Chapter 5 Week 4

This week we will walk you through both simple and slitghly advanced visualisations in R. Visualisations in fact can a very creative task and you can let yourself go crazy with colours and shapes you can use to visualise your data.

Good visualisations can also be very powerful when it comes to telling the story with your data. Watch out next time you are reading the news article that uses numerical data. Check how they present the data, which type of graphics they use and how easy it is to read the message. Some cool examples of visualisations made in R for BBC can be found here

Below we will show you quite a few examples of what you can do with R. Today we want to focus mainly on one variable visualisations using basic plot() and ggpplot(). We will leave some extra materials for you to walk through in your own time on how to plot two of more variables and how to use various shapes to visualise multiple dimnesions in your data. You will need those later in your courses so bookmark the page for future :)

5.1 Visualisations

We now have a general feel for our data, but what does it look like? Visualising data is one of the most important tasks facing the data analyst. It’s important to be able to display your data clearly and coherently, as it makes you and the reader easier to understand. Plus, it helps you to understand the data.

5.2 Simple Plots

Before we get into using specialised graphics, let’s start by drawing a few very simple graphs to get a feel for what it’s like to draw pictures using R.

5.2.1 Using plot()

Lets create a small vector Fibonacci that contains a few numbers we’d like R to draw for us. Then, we’ll ask R to plot() those numbers:

Fibonacci <- c(1, 1, 2, 3, 5, 8, 13, 21, 34)
plot(Fibonacci)

As you can see, what R has done is plot the values stored in the Fibonacci variable on the vertical axis (y-axis) and the corresponding index on the horizontal axis (x-axis). In other words, since the 4th element of the vector has a value of 3, we get a dot plotted at the location (4,3).

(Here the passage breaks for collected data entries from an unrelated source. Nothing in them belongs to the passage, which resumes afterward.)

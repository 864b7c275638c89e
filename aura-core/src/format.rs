//! Formatting helpers shared by the CLI output.

use chrono::{DateTime, FixedOffset, Utc};

/// Format a timestamp relative to `now` (e.g., "2m ago").
pub fn format_relative_time(ts: DateTime<FixedOffset>, now: DateTime<Utc>) -> String {
    let duration = now.signed_duration_since(ts);

    if duration.num_seconds() < 0 {
        "just now".to_string()
    } else if duration.num_seconds() < 60 {
        format!("{}s ago", duration.num_seconds())
    } else if duration.num_minutes() < 60 {
        format!("{}m ago", duration.num_minutes())
    } else if duration.num_hours() < 24 {
        format!("{}h ago", duration.num_hours())
    } else if duration.num_days() < 7 {
        format!("{}d ago", duration.num_days())
    } else {
        ts.format("%b %d").to_string()
    }
}

/// Fraction in `[0, 1]` as "NN%".
pub fn format_percent(fraction: f64) -> String {
    format!("{:.0}%", (fraction * 100.0).clamp(0.0, 100.0))
}

/// Ten-cell bar for a 1-10 rating.
pub fn rating_bar(value: f64) -> String {
    let filled = value.round().clamp(0.0, 10.0) as usize;
    format!("{}{}", "█".repeat(filled), "░".repeat(10 - filled))
}

/// Join a list for display, or a dash when empty.
pub fn format_list(items: &[String]) -> String {
    if items.is_empty() {
        "-".to_string()
    } else {
        items.join("; ")
    }
}

#[cfg(test)]
mod tests {
    use super::*;
    use chrono::Duration;

    fn now() -> DateTime<Utc> {
        DateTime::parse_from_rfc3339("2024-03-31T12:00:00+00:00")
            .unwrap()
            .with_timezone(&Utc)
    }

    #[test]
    fn test_relative_time() {
        let base = now().fixed_offset();
        assert_eq!(format_relative_time(base - Duration::seconds(30), now()), "30s ago");
        assert_eq!(format_relative_time(base - Duration::minutes(5), now()), "5m ago");
        assert_eq!(format_relative_time(base - Duration::hours(3), now()), "3h ago");
        assert_eq!(format_relative_time(base - Duration::days(2), now()), "2d ago");
        assert_eq!(format_relative_time(base - Duration::days(20), now()), "Mar 11");
        assert_eq!(format_relative_time(base + Duration::minutes(1), now()), "just now");
    }

    #[test]
    fn test_percent_and_bar() {
        assert_eq!(format_percent(0.456), "46%");
        assert_eq!(format_percent(1.2), "100%");
        assert_eq!(rating_bar(7.4), "███████░░░");
        assert_eq!(rating_bar(1.0), "█░░░░░░░░░");
    }

    #[test]
    fn test_format_list() {
        assert_eq!(format_list(&[]), "-");
        assert_eq!(format_list(&["a".to_string(), "b".to_string()]), "a; b");
    }
}
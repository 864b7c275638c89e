use aura_core::{Database, EntryStore, KeyedEntryStore};
use std::ffi::OsString;
use std::fs;
use std::path::PathBuf;
use std::process::{Command, Output};
use tempfile::TempDir;

struct CliTestEnv {
    _temp_dir: TempDir,
    home: PathBuf,
    xdg_data: PathBuf,
    xdg_config: PathBuf,
    xdg_state: PathBuf,
}

impl CliTestEnv {
    fn new() -> Self {
        let temp_dir = TempDir::new().expect("failed to create temp dir");
        let base = temp_dir.path().to_path_buf();
        let home = base.join("home");
        let xdg_data = base.join("xdg-data");
        let xdg_config = base.join("xdg-config");
        let xdg_state = base.join("xdg-state");

        fs::create_dir_all(&home).expect("failed to create HOME");
        fs::create_dir_all(&xdg_data).expect("failed to create XDG_DATA_HOME");
        fs::create_dir_all(&xdg_config).expect("failed to create XDG_CONFIG_HOME");
        fs::create_dir_all(&xdg_state).expect("failed to create XDG_STATE_HOME");

        Self {
            _temp_dir: temp_dir,
            home,
            xdg_data,
            xdg_config,
            xdg_state,
        }
    }

    fn db_path(&self) -> PathBuf {
        self.xdg_data.join("aura/data.db")
    }

    fn write_config(&self, contents: &str) {
        let dir = self.xdg_config.join("aura");
        fs::create_dir_all(&dir).expect("failed to create config dir");
        fs::write(dir.join("config.toml"), contents).expect("failed to write config");
    }

    /// Check in `moods` one day apart, oldest first, ending 2024-03-31.
    fn seed_daily(&self, moods: &[(i64, i64, &str)]) {
        let n = moods.len();
        for (i, (mood, energy, tags)) in moods.iter().enumerate() {
            let day = 31 - (n - 1 - i);
            let at = format!("2024-03-{:02}T09:00:00+00:00", day);
            let (mood, energy) = (mood.to_string(), energy.to_string());
            let args = [
                "checkin", "--mood", &mood, "--energy", &energy, "--tags", tags, "--at", &at,
            ];
            let output = run_aura(self, &args);
            assert_success(&args, &output);
        }
    }
}

fn run_aura(env: &CliTestEnv, args: &[&str]) -> Output {
    let bin_path = PathBuf::from(assert_cmd::cargo::cargo_bin!("aura"));

    Command::new(bin_path)
        .args(args)
        .env("HOME", &env.home)
        .env("XDG_DATA_HOME", &env.xdg_data)
        .env("XDG_CONFIG_HOME", &env.xdg_config)
        .env("XDG_STATE_HOME", &env.xdg_state)
        .output()
        .unwrap_or_else(|e| panic!("failed to execute aura: {e}"))
}

fn assert_success(args: &[&str], output: &Output) {
    if output.status.success() {
        return;
    }

    let rendered_args = args
        .iter()
        .map(|arg| OsString::from(arg).to_string_lossy().into_owned())
        .collect::<Vec<_>>()
        .join(" ");
    let stdout = String::from_utf8_lossy(&output.stdout);
    let stderr = String::from_utf8_lossy(&output.stderr);
    panic!(
        "aura {rendered_args} failed\nstatus: {}\nstdout:\n{}\nstderr:\n{}",
        output.status, stdout, stderr
    );
}

fn stdout_json(args: &[&str], output: &Output) -> serde_json::Value {
    assert_success(args, output);
    serde_json::from_slice(&output.stdout)
        .unwrap_or_else(|e| panic!("aura {} did not print JSON: {e}", args.join(" ")))
}

const TWO_WEEKS: [(i64, i64, &str); 14] = [
    (4, 3, "work"),
    (8, 7, "walk, friends"),
    (5, 4, "work, deadline"),
    (7, 8, "exercise"),
    (3, 3, "work, poor-sleep"),
    (8, 8, "friends"),
    (6, 6, ""),
    (4, 4, "work"),
    (9, 8, "walk, friends"),
    (5, 5, "work"),
    (7, 7, "exercise"),
    (4, 3, "work, stress"),
    (8, 7, "friends, social"),
    (7, 6, "walk"),
];

#[test]
fn checkin_persists_entries_newest_first() {
    let env = CliTestEnv::new();
    env.seed_daily(&[(4, 5, "rain"), (7, 6, "walk, friends")]);

    let db_path = env.db_path();
    assert!(
        db_path.exists(),
        "database file should exist at {}",
        db_path.display()
    );

    let db = Database::open(&db_path).expect("failed to open db");
    db.migrate().expect("failed to migrate db");
    let entries = KeyedEntryStore::new(&db, "aura-entries").load();
    assert_eq!(entries.len(), 2);
    assert_eq!(entries[0].mood, 7);
    assert_eq!(entries[0].tags, vec!["walk", "friends"]);

    let args = ["list", "--format", "json"];
    let listed = stdout_json(&args, &run_aura(&env, &args));
    assert_eq!(listed.as_array().map(Vec::len), Some(2));
    assert_eq!(listed[0]["date"], "2024-03-31T09:00:00Z");
}

#[test]
fn checkin_rejects_out_of_range_mood() {
    let env = CliTestEnv::new();
    let output = run_aura(&env, &["checkin", "--mood", "11", "--energy", "5"]);
    assert!(!output.status.success());
    assert!(!env.db_path().exists() || {
        let db = Database::open(&env.db_path()).expect("failed to open db");
        db.migrate().expect("failed to migrate db");
        KeyedEntryStore::new(&db, "aura-entries").load().is_empty()
    });
}

#[test]
fn components_below_threshold_print_notice() {
    let env = CliTestEnv::new();
    env.seed_daily(&[(6, 6, ""), (5, 5, "")]);

    let output = run_aura(&env, &["forecast"]);
    assert_success(&["forecast"], &output);
    let stdout = String::from_utf8_lossy(&output.stdout);
    assert!(
        stdout.contains("Need at least 7 entries for forecasting (have 2)."),
        "unexpected output:\n{stdout}"
    );

    let args = ["momentum", "--format", "json"];
    let json = stdout_json(&args, &run_aura(&env, &args));
    assert_eq!(json["available"], false);
    assert_eq!(json["required"], 3);
}

#[test]
fn seeded_forecast_is_reproducible_and_in_range() {
    let env = CliTestEnv::new();
    env.seed_daily(&TWO_WEEKS);

    let args = [
        "forecast", "--seed", "7", "--days", "10", "--as-of", "2024-03-31", "--format", "json",
    ];
    let first = run_aura(&env, &args);
    let second = run_aura(&env, &args);
    assert_success(&args, &first);
    assert_eq!(first.stdout, second.stdout);

    let models = stdout_json(&args, &first);
    for model in models.as_array().expect("forecast output should be an array") {
        let predictions = model["predictions"].as_array().unwrap();
        assert_eq!(predictions.len(), 10);
        assert_eq!(predictions[0]["date"], "2024-04-01");
        for day in predictions {
            let mood = day["mood"].as_f64().unwrap();
            let energy = day["energy"].as_f64().unwrap();
            assert!((1.0..=10.0).contains(&mood));
            assert!((1.0..=10.0).contains(&energy));
        }
    }
}

#[test]
fn insights_runs_every_analyzer() {
    let env = CliTestEnv::new();
    env.seed_daily(&TWO_WEEKS);

    let args = ["insights", "--seed", "1", "--as-of", "2024-03-31", "--format", "json"];
    let json = stdout_json(&args, &run_aura(&env, &args));
    assert_eq!(json["entries"], 14);

    let results = json["results"].as_array().unwrap();
    assert_eq!(results.len(), 8);
    assert!(results.iter().all(|r| r["status"] == "success"));

    let outlook = results
        .iter()
        .find(|r| r["analyzer"] == "core.outlook")
        .unwrap();
    assert_eq!(outlook["insights_produced"], 7);
    assert_eq!(outlook["insights"][0]["kind"], "outlook");

    let text = run_aura(&env, &["insights", "--seed", "1"]);
    assert_success(&["insights"], &text);
    assert!(String::from_utf8_lossy(&text.stdout).contains("[+] core.summary"));
}

#[test]
fn config_controls_outlook_length_and_tag_count() {
    let env = CliTestEnv::new();
    env.write_config("[analytics]\noutlook_days = 3\ntop_tags = 1\n");
    env.seed_daily(&TWO_WEEKS);

    let args = ["outlook", "--as-of", "2024-03-31", "--format", "json"];
    let days = stdout_json(&args, &run_aura(&env, &args));
    assert_eq!(days.as_array().map(Vec::len), Some(3));

    let args = ["correlations", "--format", "json"];
    let matrix = stdout_json(&args, &run_aura(&env, &args));
    assert_eq!(matrix["variables"], serde_json::json!(["mood", "energy", "work"]));
}

#[test]
fn delete_by_unique_prefix() {
    let env = CliTestEnv::new();
    env.seed_daily(&[(5, 5, ""), (6, 6, "")]);

    let args = ["list", "--format", "json"];
    let listed = stdout_json(&args, &run_aura(&env, &args));
    let id = listed[0]["id"].as_str().unwrap().to_string();

    let output = run_aura(&env, &["delete", &id[..13]]);
    assert_success(&["delete"], &output);
    assert!(String::from_utf8_lossy(&output.stdout).contains(&id));

    let listed = stdout_json(&args, &run_aura(&env, &args));
    assert_eq!(listed.as_array().map(Vec::len), Some(1));

    let missing = run_aura(&env, &["delete", "not-an-id"]);
    assert!(!missing.status.success());
}

#[test]
fn report_requires_minimum_entries() {
    let env = CliTestEnv::new();
    env.write_config("[report]\nserver_url = \"http://127.0.0.1:9\"\ntimeout_secs = 2\n");
    env.seed_daily(&[(5, 5, "")]);

    let output = run_aura(&env, &["report"]);
    assert!(!output.status.success());
    let stderr = String::from_utf8_lossy(&output.stderr);
    assert!(
        stderr.contains("need at least 3 entries, have 1"),
        "unexpected stderr:\n{stderr}"
    );
}

#[test]
fn interventions_follow_a_mood_drop() {
    let env = CliTestEnv::new();
    let mut history = vec![(8, 8, ""); 6];
    history.push((3, 3, ""));
    env.seed_daily(&history);

    let args = ["interventions", "--format", "json"];
    let suggestions = stdout_json(&args, &run_aura(&env, &args));
    let suggestions = suggestions.as_array().expect("interventions should be an array");
    assert_eq!(suggestions.len(), 3);
    assert_eq!(suggestions[0]["timing"], "immediate");
    assert_eq!(suggestions[0]["text"], "Take 5 deep breaths");

    let steady = CliTestEnv::new();
    steady.seed_daily(&[(6, 6, ""), (6, 6, "")]);
    let output = run_aura(&steady, &["interventions"]);
    assert_success(&["interventions"], &output);
    assert!(String::from_utf8_lossy(&output.stdout).contains("in line with your recent entries"));
}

The important thing to note when using the plot() function, is that it’s behaviour changes depending on what kind of input you give it.

5.3 Customising Plots

5.3.1 Labels

One of the first things that you’ll find yourself wanting to do when customising your plot is to label it better. The arguments that you need to specify to make this happen are:

  • main: A character string containing the title.
  • sub: A character string containing the subtitle.
  • xlab: A character string containing the x-axis label.
  • ylab: A character string containing the y-axis label.
plot(Fibonacci, 
   main = "Main title goes here",
   sub = "The subtitle appears here!",
   xlab = "The x-axis label",
   ylab = "The y-axis label"
   )

Don’t like the look of the plot? Then let’s change it up!

There are lots of graphical parameters that you can change in R, below we will cover the most common.

  • Font styles: font.main, font.sub, font.lab, font.axis
  • Font colours: col.main, col.sub, col.lab, col.axis
  • Font size: cex.main, cex.sub, cex.lab, cex.axis

Let’s use some of the above to make changes to our plot:

plot(Fibonacci, 
   main = "Main title goes here",
   sub = "The subtitle appears here!",
   xlab = "The x-axis label",
   ylab = "The y-axis label",
   font.main = 1,           # plain text for title 
   cex.main = 1,            # normal size for title
   font.axis = 2,           # bold text for numbering
   col.lab = "red"          # red colour for axis labels
   )

5.3.2 Plot Type

But wait! There’s a lot more customisation you can do… you can also customise the appearance of the actual plot!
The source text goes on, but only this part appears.